共働きで幼いお子さんが2人いるため「限りある予算で利便性の良い物件を購入するなら、リフォーム前提で中古を探すほうが近道」と考えたFさんご夫妻が出会ったのは、築22年、札幌のさまざまな顔が見えるマンションの14階の一室でした。

工事前の様子

重視したのは、間取りと動線を見直すこと。特に奥さんに喜ばれたのは、キッチン裏につくった多目的カウンターと収納のある家事室。家事室から洗面、ユーティリティを通って、そのままリビングや玄関へ出ることができます。「洗濯物は家事室に干せるので、洗濯も片付けもスムーズ。
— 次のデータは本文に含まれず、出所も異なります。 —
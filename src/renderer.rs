//! Overlay renderer: owns the current frame's overlay set.

use crate::engine::EvaluationResult;
use crate::error::PipelineError;
use crate::overlay::{
    BoundingBoxOverlay, Drawable, DrawingSurface, Overlay, OverlayStyle, TextOverlay,
};

/// Build one overlay per result entry, in result order.
pub fn overlays_for(
    result: &EvaluationResult,
    style: &OverlayStyle,
) -> Result<Vec<Overlay>, PipelineError> {
    match result {
        EvaluationResult::BoundingBoxes(boxes) => Ok(boxes
            .iter()
            .map(|bbox| {
                Overlay::BoundingBox(BoundingBoxOverlay::new(
                    bbox,
                    &style.palette,
                    style.caption_anchor,
                ))
            })
            .collect()),
        EvaluationResult::ClassLabels(labels) => Ok(labels
            .iter()
            .enumerate()
            .map(|(index, label)| Overlay::Text(TextOverlay::stacked(label, index, &style.palette)))
            .collect()),
        EvaluationResult::SegmentationMasks(_) => Err(PipelineError::UnknownResultType {
            kind: result.kind(),
        }),
    }
}

/// Holds the overlays for the most recent successful frame.
///
/// The set is only ever replaced wholesale. Nothing here survives into the
/// next result set.
#[derive(Debug, Default)]
pub struct OverlayRenderer {
    overlays: Vec<Overlay>,
    generation: u64,
    needs_display: bool,
}

impl OverlayRenderer {
    pub fn new() -> Self {
        Self::default()
    }

    /// Clear, repopulate, and request a redraw.
    pub fn replace(&mut self, overlays: Vec<Overlay>) {
        self.overlays.clear();
        self.overlays.extend(overlays);
        self.generation += 1;
        self.needs_display = true;
    }

    pub fn overlays(&self) -> &[Overlay] {
        &self.overlays
    }

    /// Number of `replace` calls so far.
    pub fn generation(&self) -> u64 {
        self.generation
    }

    pub fn needs_display(&self) -> bool {
        self.needs_display
    }

    /// Paint every overlay once onto `surface`. Returns the overlay count.
    pub fn redraw(&mut self, surface: &mut dyn DrawingSurface) -> usize {
        surface.clear();
        for overlay in &self.overlays {
            overlay.draw(surface);
        }
        self.needs_display = false;
        self.overlays.len()
    }
}

#[cfg(test)]
mod tests {
    use super::*;
    use crate::engine::{BoundingBox, ClassLabel, Rectangle, SegmentationMask};
    use crate::overlay::{RecordingSurface, ENTRY_SPACING};

    fn labels(names: &[&str]) -> EvaluationResult {
        EvaluationResult::ClassLabels(
            names
                .iter()
                .enumerate()
                .map(|(i, n)| ClassLabel::new(i as i32 * 5, *n))
                .collect(),
        )
    }

    #[test]
    fn three_labels_make_three_stacked_texts() {
        let overlays = overlays_for(&labels(&["cat", "dog", "bird"]), &OverlayStyle::default())
            .unwrap();
        assert_eq!(overlays.len(), 3);
        for (i, (overlay, name)) in overlays.iter().zip(["cat", "dog", "bird"]).enumerate() {
            let Overlay::Text(text) = overlay else {
                panic!("expected text overlay");
            };
            assert_eq!(text.text, name);
            assert_eq!(text.y, ENTRY_SPACING * (i + 1) as f32);
        }
    }

    #[test]
    fn boxes_map_one_to_one() {
        let result = EvaluationResult::BoundingBoxes(vec![
            BoundingBox {
                rectangle: Rectangle {
                    x: 0.1,
                    y: 0.1,
                    width: 0.2,
                    height: 0.2,
                },
                class_label: ClassLabel::new(1, "person"),
            };
            4
        ]);
        let overlays = overlays_for(&result, &OverlayStyle::default()).unwrap();
        assert_eq!(overlays.len(), result.len());
        assert!(overlays
            .iter()
            .all(|o| matches!(o, Overlay::BoundingBox(b) if b.text == "person")));
    }

    #[test]
    fn masks_are_an_unknown_result_type() {
        let result = EvaluationResult::SegmentationMasks(vec![SegmentationMask {
            class_label: ClassLabel::new(0, "person"),
            width: 1,
            height: 1,
            mask: vec![1],
        }]);
        assert!(matches!(
            overlays_for(&result, &OverlayStyle::default()),
            Err(PipelineError::UnknownResultType { .. })
        ));
    }

    #[test]
    fn replace_swaps_whole_set_and_redraw_paints_it() {
        let style = OverlayStyle::default();
        let mut renderer = OverlayRenderer::new();
        renderer.replace(overlays_for(&labels(&["a", "b", "c"]), &style).unwrap());
        renderer.replace(overlays_for(&labels(&["z"]), &style).unwrap());
        assert_eq!(renderer.overlays().len(), 1);
        assert_eq!(renderer.generation(), 2);
        assert!(renderer.needs_display());

        let mut surface = RecordingSurface::new(320, 240);
        assert_eq!(renderer.redraw(&mut surface), 1);
        assert!(!renderer.needs_display());
        assert_eq!(surface.texts(), vec!["z"]);
    }
}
小さな子どもがいても、すっきりとした生活空間を手間をかけずに保てるのがいいですね」と好評です。

キッチンのすぐ後ろに洗濯物を干せる家事室を新設

多目的カウンターや収納も完備

LDKも、より一体感のあるレイアウトに変更しました。キッチン作業台のすぐ隣をダイニングにすることで、食事の準備や片付けの手間を軽減。リビング続きにあった和室は、キッチンに居ても目が届く子どもたちの遊び場になりました。将来、子ども部屋が必要になったら新たに間仕切りして、主寝室にできます。

以前よりもより一体感が増したLDK空間

和室はLDKの一部に。今はゆるやかに仕切って、お子さんの遊び場として使っている

家事動線がいいと時短につながり、生活でのストレスが減ります。忙しい日々だからこそゆとりを持って、家族で過ごす時間を大切にしたいというFさんご夫妻の願いを叶える住まいです。

こだわりを、かたちに。
好きなものに囲まれた住まい

Kさんご夫妻がリノベーションを決めたのは、築24年、3LDKのマンションでした。家づくりをリードしたのは、奥さん。使い勝手や仕上げなどすべてに妥協なく、こだわりを形にしていきました。特に時間をかけてつくり上げたのが、コの字型のキッチンです。配置が決まるまで数ヵ月かけて何度も打ち合わせを重ねた甲斐があって、自らも料理をされるご主人も「使いやすいですね」と絶賛の仕上がりに。2人で調理をしてもぶつかることなく、動線もスムーズです。

キッチンは希望どおりの対面式に。リビング側の収納は、A4のファイルが収まる設計

入念な打ち合わせの末に完成したコの字型キッチン。2人で立っても狭く感じられない寸法

そして特筆すべきは、どこを見ても美しいインテリア。光沢のある白いブリック風のタイルが気持ちよいキッチンをはじめ、ヘリンボーン柄の無垢材の床が表情豊かなリビングや、ホテルライクなデザインで非日常感を両立させた浴室、照明器具やタイルなど、隅々にまで奥さんの「好き」が散りばめられています。

ヘリンボーン柄の床が映えるリビング・ダイニング

水まわりはホテルライクな洗練されたデザインに

室内には照明器具やタイルなど、奥さんの好きなものを散りばめた

これから先、永く暮らす場所だからこそ、使い勝手などの機能だけでなく、自分たちの好みをしっかり反映させた見た目にも心地よい空間をつくることが、心豊かな暮らしにつながるのでしょう。


このように同じ子育て世代のマンションリノベでも、優先したいことや好きなデザインなどによって住まいのかたちはさまざまです。マンションは戸建て住宅と比べると縛りが多いですが、それでもやり方次第。建築会社と相談しながら、自分たちにふさわしいリノベーションを実現してくださいね。